Site provisioning engines are a very hot topic in the SharePoint community at the moment. To be honest with you I feel really sad about it being such a hot topic, because it basically means that Microsoft failed to deliver the correct solution, and now everyone is trying to build their own. I hope that Microsoft corrects this mistake, by improving their site provisioning offerings, but it doesn’t seem like it, so while we wait we have to fill the gap and help customers with their site provision needs in way that is cheap to use, extend and flexible enough to solve their needs.
The typical common customer pain is:
We need non-priviledged users to be able to/create new site (or maybe order sites via some process) (of insert specific template types here). The site must have the appropriate permissions set and should adhere to the corporate branding. And we need the sites to follow our governance model.
Most of the clients we work with need this functionality for Office 365. But there is also some customer that wants it for their on-premise environment, implemented in a way that is Office 365 compliant, so that they are ready for the move.
There exists some solutions out there like these:
Frameworks (Office 365)
Office PNP Site Provisioning Framework(Engine code)
SPMeta2 – Code Provisioning
Products (On-premise)
HATAHET (Site is in german)
ChangeBot
I haven’t tried HATAHET so I can’t comment on it. ChangeBot is a fairly decent solution, but it currently only works on-premise, and is designed around SharePoint service application architecture, so it’s a major rewrite to get it to work with SharePoint online. A common problem with the two Office 365 solutions that I’m aware of, Office PNP and the SPMeta2 are that they are very developer focused, they are not usable for an IT pro without some assistance from a developer.
If installed and setup correctly an IT pro might be able to edit and create new Office PNP Provisioning templates because they are in XML format, although very verbose, but you do have the possibility to generate the template from an existing site, which is a nice feature that is very IT-Pro friendly.
SPMeta2 is a code solution, and not a ready to use framework, so it will require some development hours. I will say that with this solution your developers will be very effective once they learn the library and your solution will work across different versions of SharePoint, onprem and in the cloud.
What we at Delegate A/S have built in cooperation with one of our clients is a framework, that takes the best from the Office 365 PNP provisioning engine and exposes it as a software-as-a-service that IT-pros can extend without the need for a developer.
The main idea behind our provisioning framework is that it is based on the PNP work, so we can leverage all the good work those guys have done, and will do. It then take that work and exposes it as simple REST services that can be called from e.g. a SharePoint workflows, such that it’s possible to compose workflows that do exactly what the customer needs, whether it’s applying branding, enable sharing with external users, or creating a complete site-provisioning flow.
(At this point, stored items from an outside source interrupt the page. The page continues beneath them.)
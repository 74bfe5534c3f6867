//! Built-in converters.
//!
//! Every converter takes the current value plus the positional arguments of its
//! chain link (`number:,:.` passes `[",", "."]`). Malformed input degrades to
//! [`Value::Null`], it never fails.

use super::ConvertContext;
use crate::value::Value;
use chrono::{DateTime, FixedOffset, NaiveDate, NaiveDateTime, Offset, TimeZone, Utc};
use chrono_tz::Tz;
use regex::Regex;
use std::borrow::Cow;
use std::collections::HashMap;
use std::sync::{LazyLock, Mutex, PoisonError};

pub(crate) type BuiltinFn = fn(Value, &[String], &ConvertContext) -> Value;

/// Built-in converter names.
pub const NAMES: &[&str] = &[
    "default",
    "defaultNull",
    "trim",
    "upper",
    "lower",
    "bool",
    "number",
    "int",
    "date",
    "split",
    "json",
];

pub(crate) fn lookup(name: &str) -> Option<BuiltinFn> {
    let converter: BuiltinFn = match name {
        "default" => default,
        "defaultNull" => default_null,
        "trim" => trim,
        "upper" => upper,
        "lower" => lower,
        "bool" => boolean,
        "number" => number,
        "int" => int,
        "date" => date,
        "split" => split,
        "json" => json,
        _ => return None,
    };
    Some(converter)
}

/// Text seen by converters working on strings. Booleans follow the usual
/// scripting casts: `true` is `"1"`, `false` is empty.
fn text(value: &Value) -> Cow<'_, str> {
    match value {
        Value::Null | Value::Bool(false) => Cow::Borrowed(""),
        Value::Bool(true) => Cow::Borrowed("1"),
        other => other.to_field_text().unwrap_or_default(),
    }
}

fn arg<'a>(args: &'a [String], i: usize) -> Option<&'a str> {
    args.get(i).map(String::as_str)
}

fn default(value: Value, args: &[String], _: &ConvertContext) -> Value {
    if value.is_blank() {
        return arg(args, 0).map_or(Value::Null, Value::from);
    }
    value
}

fn default_null(value: Value, _: &[String], ctx: &ConvertContext) -> Value {
    default(value, &[], ctx)
}

fn trim(value: Value, _: &[String], _: &ConvertContext) -> Value {
    match value {
        Value::Null => Value::String(String::new()),
        Value::String(s) => Value::String(s.trim().to_string()),
        other => other,
    }
}

fn upper(value: Value, _: &[String], _: &ConvertContext) -> Value {
    match value {
        Value::String(s) => Value::String(s.to_uppercase()),
        other => other,
    }
}

fn lower(value: Value, _: &[String], _: &ConvertContext) -> Value {
    match value {
        Value::String(s) => Value::String(s.to_lowercase()),
        other => other,
    }
}

fn boolean(value: Value, _: &[String], _: &ConvertContext) -> Value {
    let normalized = text(&value).trim().to_lowercase();
    Value::Bool(!matches!(normalized.as_str(), "false" | "0" | ""))
}

static DOT_NUMBER: LazyLock<Regex> = LazyLock::new(|| {
    Regex::new(r"^-?[0-9]*(\.[0-9]+)?$").unwrap_or_else(|e| unreachable!("static pattern: {e}"))
});

/// Number patterns keyed by decimal separator, compiled on first use.
static SEPARATOR_NUMBERS: LazyLock<Mutex<HashMap<String, Regex>>> =
    LazyLock::new(|| Mutex::new(HashMap::new()));

fn number_pattern(decimal_separator: &str) -> Option<Regex> {
    let mut cache = SEPARATOR_NUMBERS
        .lock()
        .unwrap_or_else(PoisonError::into_inner);
    if let Some(re) = cache.get(decimal_separator) {
        return Some(re.clone());
    }
    let pattern = format!(r"^-?[0-9]*({}[0-9]+)?$", regex::escape(decimal_separator));
    let re = Regex::new(&pattern).ok()?;
    cache.insert(decimal_separator.to_string(), re.clone());
    Some(re)
}

/// Validates a decimal number, returning it with `.` as decimal separator.
fn parse_number(
    raw: &str,
    decimal_separator: &str,
    thousands_separator: Option<&str>,
) -> Option<String> {
    let mut value = raw.trim().to_string();
    if let Some(ts) = thousands_separator.filter(|ts| !ts.is_empty()) {
        value = value.replace(ts, "");
    }

    let matched = if decimal_separator == "." {
        DOT_NUMBER.is_match(&value)
    } else {
        number_pattern(decimal_separator).is_some_and(|re| re.is_match(&value))
    };
    if !matched {
        return None;
    }

    if decimal_separator != "." {
        value = value.replacen(decimal_separator, ".", 1);
    }
    Some(value)
}

fn number_args<'a>(args: &'a [String], ctx: &'a ConvertContext) -> (&'a str, Option<&'a str>) {
    let decimal = arg(args, 0)
        .filter(|ds| !ds.trim().is_empty())
        .unwrap_or(&ctx.decimal_separator);
    (decimal, arg(args, 1))
}

fn number(value: Value, args: &[String], ctx: &ConvertContext) -> Value {
    let (decimal, thousands) = number_args(args, ctx);
    parse_number(&text(&value), decimal, thousands).map_or(Value::Null, Value::String)
}

fn int(value: Value, args: &[String], ctx: &ConvertContext) -> Value {
    let (decimal, thousands) = number_args(args, ctx);
    match parse_number(&text(&value), decimal, thousands) {
        Some(n) if !n.contains('.') => Value::String(n),
        _ => Value::Null,
    }
}

/// Zone used for values which carry no offset of their own.
enum Zone {
    Fixed(FixedOffset),
    Named(Tz),
}

impl Zone {
    fn parse(name: &str) -> Option<Self> {
        let name = name.trim();
        if name.eq_ignore_ascii_case("utc") || name.eq_ignore_ascii_case("z") {
            return Some(Zone::Fixed(Utc.fix()));
        }
        if let Ok(offset) = name.parse::<FixedOffset>() {
            return Some(Zone::Fixed(offset));
        }
        name.parse::<Tz>().ok().map(Zone::Named)
    }

    fn localize(&self, naive: &NaiveDateTime) -> Option<DateTime<FixedOffset>> {
        match self {
            Zone::Fixed(offset) => offset.from_local_datetime(naive).earliest(),
            Zone::Named(tz) => tz
                .from_local_datetime(naive)
                .earliest()
                .map(|dt| dt.fixed_offset()),
        }
    }
}

const ZONED_FORMATS: &[&str] = &[
    "%Y-%m-%d %H:%M:%S%.f%:z",
    "%Y-%m-%d %H:%M:%S%.f %:z",
    "%Y-%m-%d %H:%M:%S%.f%z",
    "%Y-%m-%d %H:%M:%S%.f %z",
    "%Y-%m-%dT%H:%M:%S%.f%z",
];

const NAIVE_DATETIME_FORMATS: &[&str] = &[
    "%Y-%m-%d %H:%M:%S%.f",
    "%Y-%m-%dT%H:%M:%S%.f",
    "%Y-%m-%d %H:%M",
    "%Y-%m-%dT%H:%M",
    "%Y/%m/%d %H:%M:%S",
    "%d.%m.%Y %H:%M:%S",
    "%d.%m.%Y %H:%M",
    "%m/%d/%Y %H:%M:%S",
    "%m/%d/%Y %H:%M",
];

const DATE_FORMATS: &[&str] = &[
    "%Y-%m-%d",
    "%Y/%m/%d",
    "%d.%m.%Y",
    "%m/%d/%Y",
    "%d %B %Y",
    "%B %d, %Y",
    "%d %b %Y",
    "%b %d, %Y",
];

/// Parses a free-form date-time. Values without offset are anchored to `zone`.
fn parse_date(raw: &str, zone: &Zone) -> Option<DateTime<FixedOffset>> {
    let s = raw.trim();

    if let Ok(dt) = DateTime::parse_from_rfc3339(s) {
        return Some(dt);
    }
    if let Ok(dt) = DateTime::parse_from_rfc2822(s) {
        return Some(dt);
    }
    if let Some(dt) = ZONED_FORMATS
        .iter()
        .find_map(|f| DateTime::parse_from_str(s, f).ok())
    {
        return Some(dt);
    }
    if let Some(secs) = s.strip_prefix('@').and_then(|t| t.parse::<i64>().ok()) {
        return DateTime::from_timestamp(secs, 0).map(|dt| dt.fixed_offset());
    }

    let naive = NAIVE_DATETIME_FORMATS
        .iter()
        .find_map(|f| NaiveDateTime::parse_from_str(s, f).ok())
        .or_else(|| {
            DATE_FORMATS
                .iter()
                .find_map(|f| NaiveDate::parse_from_str(s, f).ok())
                .and_then(|d| d.and_hms_opt(0, 0, 0))
        })?;
    zone.localize(&naive)
}

fn date(value: Value, args: &[String], _: &ConvertContext) -> Value {
    if value.is_blank() {
        return Value::Null;
    }
    // `date:+02:00` arrives split at the colon
    let tz = args.join(":");
    let zone = match Some(tz.as_str()).filter(|tz| !tz.trim().is_empty()) {
        Some(name) => match Zone::parse(name) {
            Some(zone) => zone,
            None => {
                tracing::debug!(timezone = name, "unknown timezone, date resolves to null");
                return Value::Null;
            }
        },
        None => Zone::Fixed(Utc.fix()),
    };
    parse_date(&text(&value), &zone).map_or(Value::Null, Value::Date)
}

fn split(value: Value, args: &[String], _: &ConvertContext) -> Value {
    if value.is_blank() {
        return Value::Null;
    }
    let delimiter = arg(args, 0).filter(|d| !d.is_empty()).unwrap_or("|");
    Value::List(text(&value).split(delimiter).map(Value::from).collect())
}

fn json(value: Value, args: &[String], _: &ConvertContext) -> Value {
    if value.is_blank() {
        return Value::Null;
    }
    let keep_objects = arg(args, 0) == Some("object");
    match serde_json::from_str::<serde_json::Value>(&text(&value)) {
        Ok(parsed) => Value::from_json(parsed, keep_objects),
        Err(e) => {
            tracing::debug!(error = %e, "malformed JSON resolves to null");
            Value::Null
        }
    }
}

#[cfg(test)]
mod tests {
    use super::*;
    use chrono::{Datelike, Timelike};

    fn utc() -> Zone {
        Zone::Fixed(Utc.fix())
    }

    #[test]
    fn test_lookup() {
        for name in NAMES {
            assert!(lookup(name).is_some(), "{name}");
        }
        assert!(lookup("nope").is_none());
    }

    #[test]
    fn test_parse_number() {
        assert_eq!(parse_number("  45.8 ", ".", None).as_deref(), Some("45.8"));
        assert_eq!(parse_number("-1.789", ".", None).as_deref(), Some("-1.789"));
        assert_eq!(parse_number(".0", ".", None).as_deref(), Some(".0"));
        assert_eq!(parse_number("cd", ".", None), None);
        assert_eq!(parse_number("1.", ".", None), None);
        assert_eq!(parse_number("1.234,5", ",", Some(".")).as_deref(), Some("1234.5"));
        assert_eq!(parse_number("1,5", ".", None), None);
    }

    #[test]
    fn test_number_pattern_cached_per_separator() {
        let first = number_pattern(";").unwrap();
        let second = number_pattern(";").unwrap();
        assert_eq!(first.as_str(), second.as_str());
        assert!(SEPARATOR_NUMBERS.lock().unwrap().contains_key(";"));
        assert_eq!(parse_number("4;5", ";", None).as_deref(), Some("4.5"));
        assert_eq!(parse_number("4;5;6", ";", None), None);
    }

    #[test]
    fn test_parse_date_formats() {
        let dt = parse_date("2019-08-24 11:44:01", &utc()).unwrap();
        assert_eq!((dt.year(), dt.month(), dt.day()), (2019, 8, 24));
        assert_eq!((dt.hour(), dt.minute(), dt.second()), (11, 44, 1));

        let dt = parse_date("2019-08-24", &utc()).unwrap();
        assert_eq!((dt.hour(), dt.minute()), (0, 0));

        let dt = parse_date("2019-08-24T11:44:01+02:00", &utc()).unwrap();
        assert_eq!(dt.offset().local_minus_utc(), 7200);

        assert!(parse_date("xasdas", &utc()).is_none());
    }

    #[test]
    fn test_parse_date_zone() {
        let zone = Zone::parse("Europe/Berlin").unwrap();
        let dt = parse_date("2019-08-24 11:44:01", &zone).unwrap();
        assert_eq!(dt.offset().local_minus_utc(), 7200);

        let zone = Zone::parse("-05:00").unwrap();
        let dt = parse_date("2019-01-01", &zone).unwrap();
        assert_eq!(dt.offset().local_minus_utc(), -5 * 3600);

        assert!(Zone::parse("Mars/Olympus").is_none());
    }
}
The positive effect of building the templates as workflow, is that they can be edited by IT-pros, and as such the client doesn’t need to request our assistance once they need to add a new permission level or something similar. Another nice feature is that corrections to existing sites are possible, so let’s say an updated branding package gets developed, an IT-pro can author a workflow the rolls out the branding to all existing sites.
To give the maximum amount of flexibility to IT-pros our framework supports that PowerShell scripts can be part of a workflow to carry out actions that our REST API currently doesn’t support, or is too specialized to expose as a REST service.
Later we will also enable authoring of site provisioning flows from F#, by creating a type provider for our REST endpoints to cater to a developer audience.
I will release more information on our software-as-a-service solution and the list of REST operations we currently have and how our service can be used across multiple tenants in the near feature, once the framework rolls out of internal testing.